Collected data entries
· · ·

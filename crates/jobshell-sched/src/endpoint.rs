//! Resource-manager endpoints.
//!
//! A resource manager is addressed by a URL whose scheme names the scheduler
//! family and, optionally, the shell transport used to reach it:
//!
//! | Scheme | Shell |
//! |--------|-------|
//! | `slurm://host` | local login shell |
//! | `slurm+ssh://user@host` | `ssh` |
//! | `pbs+gsissh://host:2222` | `gsissh` |

use std::fmt;

use jobshell_pty::{SecurityContext, ShellEndpoint, Transport};
use url::Url;

use crate::error::{SchedError, SchedResult};

/// A parsed resource-manager URL.
#[derive(Clone)]
pub struct ResourceManager {
    /// Full scheme, e.g. `slurm+ssh`; the registry key for the backend.
    scheme: String,
    /// Scheduler family, e.g. `slurm`.
    family: String,
    transport: Transport,
    host: String,
    port: Option<u16>,
    user: Option<String>,
    password: Option<String>,
    /// The URL without its password, used in job ids and logs.
    public_url: String,
}

impl ResourceManager {
    /// Parse a resource-manager URL.
    pub fn parse(url: &str) -> SchedResult<Self> {
        let mut parsed = Url::parse(url)
            .map_err(|e| SchedError::BadParameter(format!("invalid resource manager URL '{url}': {e}")))?;

        let scheme = parsed.scheme().to_string();
        let (family, transport) = match scheme.split_once('+') {
            Some((family, shell)) => (family.to_string(), shell),
            None => (scheme.clone(), "fork"),
        };
        let transport = Transport::from_scheme(transport).map_err(|_| {
            SchedError::BadParameter(format!("unsupported transport in scheme '{scheme}'"))
        })?;

        let host = parsed.host_str().unwrap_or("localhost").to_string();
        if transport.is_remote() && parsed.host_str().is_none_or(str::is_empty) {
            return Err(SchedError::BadParameter(format!(
                "remote resource manager URL '{scheme}://...' needs a host"
            )));
        }

        let port = parsed.port();
        let user = Some(parsed.username())
            .filter(|user| !user.is_empty())
            .map(str::to_string);
        let password = parsed.password().map(str::to_string);

        if password.is_some() {
            // Only fails for URLs without a host, which carry no password either.
            let _ = parsed.set_password(None);
        }

        Ok(Self {
            scheme,
            family,
            transport,
            host,
            port,
            user,
            password,
            public_url: parsed.to_string(),
        })
    }

    /// Full URL scheme, e.g. `pbs+ssh`.
    pub fn scheme(&self) -> &str {
        &self.scheme
    }

    /// Scheduler family, e.g. `pbs`.
    pub fn family(&self) -> &str {
        &self.family
    }

    pub fn transport(&self) -> Transport {
        self.transport
    }

    pub fn host(&self) -> &str {
        &self.host
    }

    pub fn port(&self) -> Option<u16> {
        self.port
    }

    /// User name from the URL, if any.
    pub fn user(&self) -> Option<&str> {
        self.user.as_deref()
    }

    /// The URL as it appears in job ids (never contains the password).
    pub fn url(&self) -> &str {
        &self.public_url
    }

    /// Shell endpoint that reaches this resource manager.
    pub fn shell_endpoint(&self, contexts: &[SecurityContext]) -> ShellEndpoint {
        let mut endpoint =
            ShellEndpoint::new(self.transport, self.host.clone()).with_contexts(contexts.to_vec());
        endpoint.port = self.port;
        endpoint.user = self.user.clone();
        if let Some(password) = &self.password {
            endpoint = endpoint.with_password(password.clone());
        }
        endpoint
    }
}

impl fmt::Debug for ResourceManager {
    fn fmt(&self, f: &mut fmt::Formatter<'_>) -> fmt::Result {
        f.debug_struct("ResourceManager")
            .field("url", &self.public_url)
            .field("family", &self.family)
            .field("transport", &self.transport)
            .field("password", &self.password.as_ref().map(|_| "[REDACTED]"))
            .finish()
    }
}

impl fmt::Display for ResourceManager {
    fn fmt(&self, f: &mut fmt::Formatter<'_>) -> fmt::Result {
        f.write_str(&self.public_url)
    }
}
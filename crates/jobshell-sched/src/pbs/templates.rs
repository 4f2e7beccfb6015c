//! PBS batch script templates.

use crate::backend::{export_lines, sanitize_name};
use crate::description::JobDescription;

/// Generate a PBS batch script for a job description.
pub fn generate_pbs_script(jd: &JobDescription) -> String {
    let mut script = String::new();

    script.push_str("#!/bin/bash\n");

    if let Some(ref name) = jd.name {
        // PBS limits job names to 15 characters on older Torque releases
        let name: String = sanitize_name(name).chars().take(15).collect();
        script.push_str(&format!("#PBS -N {name}\n"));
    }
    if let Some(resources) = node_request(jd.number_of_processes, jd.processes_per_host) {
        script.push_str(&format!("#PBS -l {resources}\n"));
    }
    if let Some(ref output) = jd.output {
        script.push_str(&format!("#PBS -o {output}\n"));
    }
    if let Some(ref error) = jd.error {
        script.push_str(&format!("#PBS -e {error}\n"));
    }
    if let Some(minutes) = jd.wall_time_limit {
        script.push_str(&format!("#PBS -l walltime={}\n", format_walltime(minutes)));
    }
    if let Some(mb) = jd.total_physical_memory {
        script.push_str(&format!("#PBS -l mem={mb}mb\n"));
    }
    if let Some(ref queue) = jd.queue {
        script.push_str(&format!("#PBS -q {queue}\n"));
    }
    if let Some(ref project) = jd.project {
        script.push_str(&format!("#PBS -A {project}\n"));
    }
    if let Some(ref contact) = jd.job_contact {
        script.push_str(&format!("#PBS -M {contact}\n"));
    }

    script.push_str(&export_lines(jd));
    if let Some(ref dir) = jd.working_directory {
        script.push_str(&format!("cd \"{dir}\"\n"));
    }
    script.push_str(&jd.command_line());
    script.push('\n');

    script
}

/// Node request for a process count and processes per node.
fn node_request(processes: Option<u32>, per_host: Option<u32>) -> Option<String> {
    match (processes, per_host) {
        (None, None) => None,
        (Some(n), None) => Some(format!("procs={n}")),
        (n, Some(ppn)) => {
            let ppn = ppn.max(1);
            let nodes = n.unwrap_or(ppn).div_ceil(ppn).max(1);
            Some(format!("nodes={nodes}:ppn={ppn}"))
        }
    }
}

/// Format minutes as PBS walltime (HH:MM:SS, hours unbounded).
pub fn format_walltime(minutes: u32) -> String {
    format!("{:02}:{:02}:00", minutes / 60, minutes % 60)
}
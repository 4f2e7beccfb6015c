//! SLURM implementation of [`JobBackend`].

use crate::backend::JobBackend;
use crate::description::{JobAttribute, JobDescription};
use crate::job::JobState;
use crate::slurm::parser::{self, SlurmState};
use crate::slurm::templates;

/// Command vocabulary of SLURM.
#[derive(Debug, Default, Clone, Copy)]
pub struct SlurmBackend;

impl SlurmBackend {
    pub fn new() -> Self {
        Self
    }
}

impl JobBackend for SlurmBackend {
    fn family(&self) -> &'static str {
        "slurm"
    }

    fn supports(&self, attribute: JobAttribute) -> bool {
        !matches!(
            attribute,
            JobAttribute::TotalCpuCount | JobAttribute::CandidateHosts
        )
    }

    fn render_script(&self, description: &JobDescription) -> String {
        templates::generate_batch_script(description)
    }

    fn submit_command(&self, script_path: &str) -> String {
        format!("sbatch {script_path}")
    }

    fn parse_submission(&self, output: &str) -> Option<String> {
        parser::parse_sbatch_output(output)
    }

    fn listing_command(&self, user: &str) -> String {
        format!("squeue -h -o \"%i %t\" -u {user}")
    }

    fn parse_listing(&self, output: &str, _user: &str) -> Vec<(String, String)> {
        parser::parse_squeue_listing(output)
    }

    fn map_state(&self, token: &str) -> JobState {
        SlurmState::parse(token).job_state()
    }

    fn cancel_command(&self, backend_id: &str) -> String {
        format!("scancel {backend_id}")
    }

    fn exit_code_command(&self, backend_id: &str) -> String {
        format!("scontrol show job {backend_id}")
    }

    fn parse_exit_code(&self, output: &str) -> Option<i32> {
        parser::parse_scontrol_exit_code(output)
    }
}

· · ·

### TO DO
Given the word "minutes", show every line of the records that contains it.

### SOLUTION TO THE EXERCISE
    if let Some(minutes) = jd.wall_time_limit {
        script.push_str(&format!("#PBS -l walltime={}\n", format_walltime(minutes)));
/// Format minutes as PBS walltime (HH:MM:SS, hours unbounded).
pub fn format_walltime(minutes: u32) -> String {
    format!("{:02}:{:02}:00", minutes / 60, minutes % 60)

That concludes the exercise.